In addition to BA, PKGI also plays an important role in WA. Ablation of PKGI in primary murine adipocytes represses adipogenesis resulting in decreased lipid storage and reduced expression of the adipogenic markers PPARγ and adipocyte protein 2 (aP2) (Mitschke et al. 2013). Similar to the situation in BA, mitochondrial markers UCP1 and cytochrome c are also reduced in PKGI−/− WA. In addition to its role in adipogenesis and mitochondrial biogenesis, the cGMP pathway also influences the endocrine function of WA. Overexpression of PKG in WA results in a reduction of pro-inflammatory cytokines such as monocyte chemoattractant protein 1 (MCP1) and IL-6 and increases the antidiabetic and anti-inflammatory adipokine adiponectin (Adipoq) (Caselli 2014; Mitschke et al. 2013). Taken together, the studies on PKGI−/− mice and cells clearly show that the cGMP pathway is an essential enhancer of BA differentiation. Moreover, the elegant studies on PKG transgenic mice (Miyashita et al. 2009) and on adipocytes incubated with cGMP (Haas et al. 2009) show that cGMP activation results in “super” BAT.
Vasodilator-stimulated phosphoprotein (VASP) is phosphorylated by PKGI and plays an important and unexpected role in BAT through regulation of cGMP signaling. As PKGI−/− BA show dysfunctional differentiation and function, the same was anticipated for BA lacking VASP. Surprisingly, VASP−/− BA show increased adipogenesis and have an upregulated thermogenic program resulting in enhanced BA function: Cellular respiration and lipolysis are significantly higher in VASP−/− cells than in WT cells (Jennissen et al. 2011). In WT cells, VASP blocks Rac-mediated activation of sGC-gene transcription in a negative feedback loop (Jennissen et al. 2011). In VASP−/− cells, sGC promoter activity is upregulated resulting in increased cGMP signaling. This pathway is also active in WA. VASP−/− mice are leaner and have increased EE. Importantly, activation of the cGMP pathway through ablation of the inhibitory effect of VASP on sGC expression results in browning of WAT in VASP−/−. Taken together, the results obtained from VASP−/− cells and mice demonstrate the central role of cGMP in regulating BA differentiation and function and in inducing and recruiting BA.

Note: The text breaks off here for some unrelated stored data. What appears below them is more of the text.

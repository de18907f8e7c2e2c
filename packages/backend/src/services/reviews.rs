use serde::{Deserialize, Serialize};
use sqlx::{Sqlite, SqlitePool, Transaction};
use tutorly_algo::{preview, schedule, IntervalPreview, Quality, ReviewOutcome, ReviewState};

use crate::db::operations::lessons;
use crate::db::operations::reviews::{self, AnswerInsert, ReviewItemRow};
use crate::db::operations::users::UserRow;
use crate::services::lessons::{accessible_lesson, LessonError};
use crate::time::format_timestamp_ms_iso_millis;

pub const DEFAULT_DUE_LIMIT: i64 = 20;
pub const MAX_DUE_LIMIT: i64 = 200;
pub(crate) const MAX_RESPONSE_TIME_MS: i64 = 24 * 60 * 60 * 1000;

#[derive(Debug, thiserror::Error)]
pub enum ReviewError {
    #[error("validation error: {0}")]
    Validation(String),
    #[error("not found: {0}")]
    NotFound(String),
    #[error(transparent)]
    Lesson(#[from] LessonError),
    #[error(transparent)]
    Sql(#[from] sqlx::Error),
}

/// Either an explicit quality, or correctness plus an optional response time
/// from which a quality is derived.
#[derive(Debug, Clone, Default, Deserialize)]
#[serde(rename_all = "camelCase")]
pub struct ReviewSubmission {
    #[serde(default)]
    pub quality: Option<i64>,
    #[serde(default)]
    pub is_correct: Option<bool>,
    #[serde(default)]
    pub response_time_ms: Option<i64>,
}

impl ReviewSubmission {
    pub fn resolve_quality(&self) -> Result<Quality, ReviewError> {
        if let Some(ms) = self.response_time_ms {
            if !(0..=MAX_RESPONSE_TIME_MS).contains(&ms) {
                return Err(ReviewError::Validation(
                    "responseTimeMs must be between 0 and 86400000".to_string(),
                ));
            }
        }
        match (self.quality, self.is_correct) {
            (Some(raw), _) => Ok(Quality::new(raw)),
            (None, Some(correct)) => Ok(Quality::from_answer(correct, self.response_time_ms)),
            (None, None) => Err(ReviewError::Validation(
                "either quality or isCorrect is required".to_string(),
            )),
        }
    }
}

#[derive(Debug, Clone, Serialize)]
#[serde(rename_all = "camelCase")]
pub struct EnrollResult {
    pub lesson_id: String,
    pub cards: usize,
    pub created: u64,
}

#[derive(Debug, Clone, Serialize)]
#[serde(rename_all = "camelCase")]
pub struct DueItem {
    pub card_id: String,
    pub lesson_id: String,
    pub prompt: String,
    pub answer: String,
    pub topic: String,
    pub interval_days: i64,
    pub ease_factor: f64,
    pub repetitions: i64,
    pub next_review_at: Option<String>,
    pub overdue_ms: i64,
}

#[derive(Debug, Clone, Serialize)]
#[serde(rename_all = "camelCase")]
pub struct DueReviews {
    pub items: Vec<DueItem>,
    pub total_due: i64,
}

#[derive(Debug, Clone, Serialize)]
#[serde(rename_all = "camelCase")]
pub struct ReviewResult {
    pub card_id: String,
    pub quality: u8,
    pub correct: bool,
    pub interval_days: i64,
    pub ease_factor: f64,
    pub repetitions: u32,
    pub next_review_at: Option<String>,
}

#[derive(Debug, Clone, Serialize)]
#[serde(rename_all = "camelCase")]
pub struct ReviewPreview {
    pub card_id: String,
    pub current: ReviewState,
    pub options: Vec<IntervalPreview>,
}

pub async fn enroll(
    pool: &SqlitePool,
    user: &UserRow,
    lesson_id: &str,
    now_ms: i64,
) -> Result<EnrollResult, ReviewError> {
    let lesson = accessible_lesson(pool, user, lesson_id, now_ms).await?;
    let cards = lessons::list_cards(pool, &lesson.id).await?;
    let mut tx = pool.begin().await?;
    let created = reviews::enroll_cards(&mut tx, &user.id, &cards, now_ms).await?;
    tx.commit().await?;

    tracing::info!(user_id = %user.id, lesson_id = %lesson.id, created, "lesson enrolled");
    Ok(EnrollResult {
        lesson_id: lesson.id,
        cards: cards.len(),
        created,
    })
}

pub async fn due_items(
    pool: &SqlitePool,
    user_id: &str,
    now_ms: i64,
    limit: i64,
) -> Result<DueReviews, ReviewError> {
    let limit = limit.clamp(1, MAX_DUE_LIMIT);
    let rows = reviews::list_due_items(pool, user_id, now_ms, limit).await?;
    let total_due = reviews::count_due_items(pool, user_id, now_ms).await?;

    let items = rows
        .into_iter()
        .map(|row| DueItem {
            overdue_ms: now_ms - row.next_review_at,
            next_review_at: format_timestamp_ms_iso_millis(row.next_review_at),
            card_id: row.card_id,
            lesson_id: row.lesson_id,
            prompt: row.prompt,
            answer: row.answer,
            topic: row.topic,
            interval_days: row.interval_days,
            ease_factor: row.ease_factor,
            repetitions: row.repetitions,
        })
        .collect();

    Ok(DueReviews { items, total_due })
}

async fn enrolled_item(
    pool: &SqlitePool,
    user_id: &str,
    card_id: &str,
) -> Result<ReviewItemRow, ReviewError> {
    reviews::get_item(pool, user_id, card_id)
        .await?
        .ok_or_else(|| ReviewError::NotFound(format!("no review item for card {card_id}")))
}

/// Schedules one answer for an item and writes both the new state and the
/// answer record inside `tx`.
pub(crate) async fn record_answer(
    tx: &mut Transaction<'_, Sqlite>,
    item: &ReviewItemRow,
    quality: Quality,
    response_time_ms: Option<i64>,
    source: &str,
    now_ms: i64,
) -> Result<ReviewOutcome, ReviewError> {
    let outcome = schedule(&item.review_state(), quality, now_ms);
    let answer = AnswerInsert {
        user_id: &item.user_id,
        card_id: &item.card_id,
        quality: quality.value(),
        is_correct: outcome.correct,
        response_time_ms,
        source,
    };
    reviews::apply_review(tx, &item.id, &outcome, &answer, now_ms).await?;

    tracing::debug!(
        user_id = %item.user_id,
        card_id = %item.card_id,
        quality = quality.value(),
        interval_days = outcome.interval_days,
        ease_factor = outcome.ease_factor,
        "review scheduled"
    );
    Ok(outcome)
}

pub async fn submit_review(
    pool: &SqlitePool,
    user_id: &str,
    card_id: &str,
    submission: &ReviewSubmission,
    now_ms: i64,
) -> Result<ReviewResult, ReviewError> {
    let quality = submission.resolve_quality()?;
    let item = enrolled_item(pool, user_id, card_id).await?;
    let mut tx = pool.begin().await?;
    let outcome = record_answer(
        &mut tx,
        &item,
        quality,
        submission.response_time_ms,
        "review",
        now_ms,
    )
    .await?;
    tx.commit().await?;

    Ok(ReviewResult {
        card_id: item.card_id,
        quality: quality.value(),
        correct: outcome.correct,
        interval_days: outcome.interval_days,
        ease_factor: outcome.ease_factor,
        repetitions: outcome.state.repetitions,
        next_review_at: format_timestamp_ms_iso_millis(outcome.next_review_ms),
    })
}

pub async fn preview_item(
    pool: &SqlitePool,
    user_id: &str,
    card_id: &str,
    now_ms: i64,
) -> Result<ReviewPreview, ReviewError> {
    let item = enrolled_item(pool, user_id, card_id).await?;
    let current = item.review_state();
    Ok(ReviewPreview {
        card_id: item.card_id,
        current,
        options: preview(&current, now_ms),
    })
}
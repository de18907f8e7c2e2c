//! Data Sanitization
//!
//! Numerical guards applied to counters read back from storage or
//! received from clients before any scheduling arithmetic runs.

use crate::types::{ReviewState, DEFAULT_EASE_FACTOR, MAX_INTERVAL_DAYS, MIN_EASE_FACTOR};

/// Replace NaN / Inf with `fallback`
pub fn finite_or(value: f64, fallback: f64) -> f64 {
    if value.is_finite() {
        value
    } else {
        fallback
    }
}

/// Clamp into [0, 1], mapping non-finite values to 0
pub fn clamp_unit(value: f64) -> f64 {
    finite_or(value, 0.0).clamp(0.0, 1.0)
}

/// Non-finite ease factors fall back to the default, everything else is
/// floored at the SM-2 minimum.
pub fn sanitize_ease_factor(ease_factor: f64) -> f64 {
    finite_or(ease_factor, DEFAULT_EASE_FACTOR).max(MIN_EASE_FACTOR)
}

pub fn sanitize_interval(interval_days: i64) -> i64 {
    interval_days.clamp(0, MAX_INTERVAL_DAYS)
}

pub fn sanitize_state(state: &ReviewState) -> ReviewState {
    ReviewState {
        interval_days: sanitize_interval(state.interval_days),
        ease_factor: sanitize_ease_factor(state.ease_factor),
        ..*state
    }
}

Apart from PKGI and VASP, PDEs that break down cGMP levels also have been shown to regulate BAT function. PDE5 is the major PDE for the breakdown of cGMP and is expressed in adipose tissue (Moro et al. 2007). Inhibition of PDE5 by sildenafil in WA resulted in upregulation of the BA markers UCP1 and PGC1α, indicating browning of WA (Mitschke et al. 2013). In addition, an antidiabetic potential was observed in a WA cell line that showed increased basal and insulin-stimulated glucose uptake after incubation with sildenafil (Zhang et al. 2010).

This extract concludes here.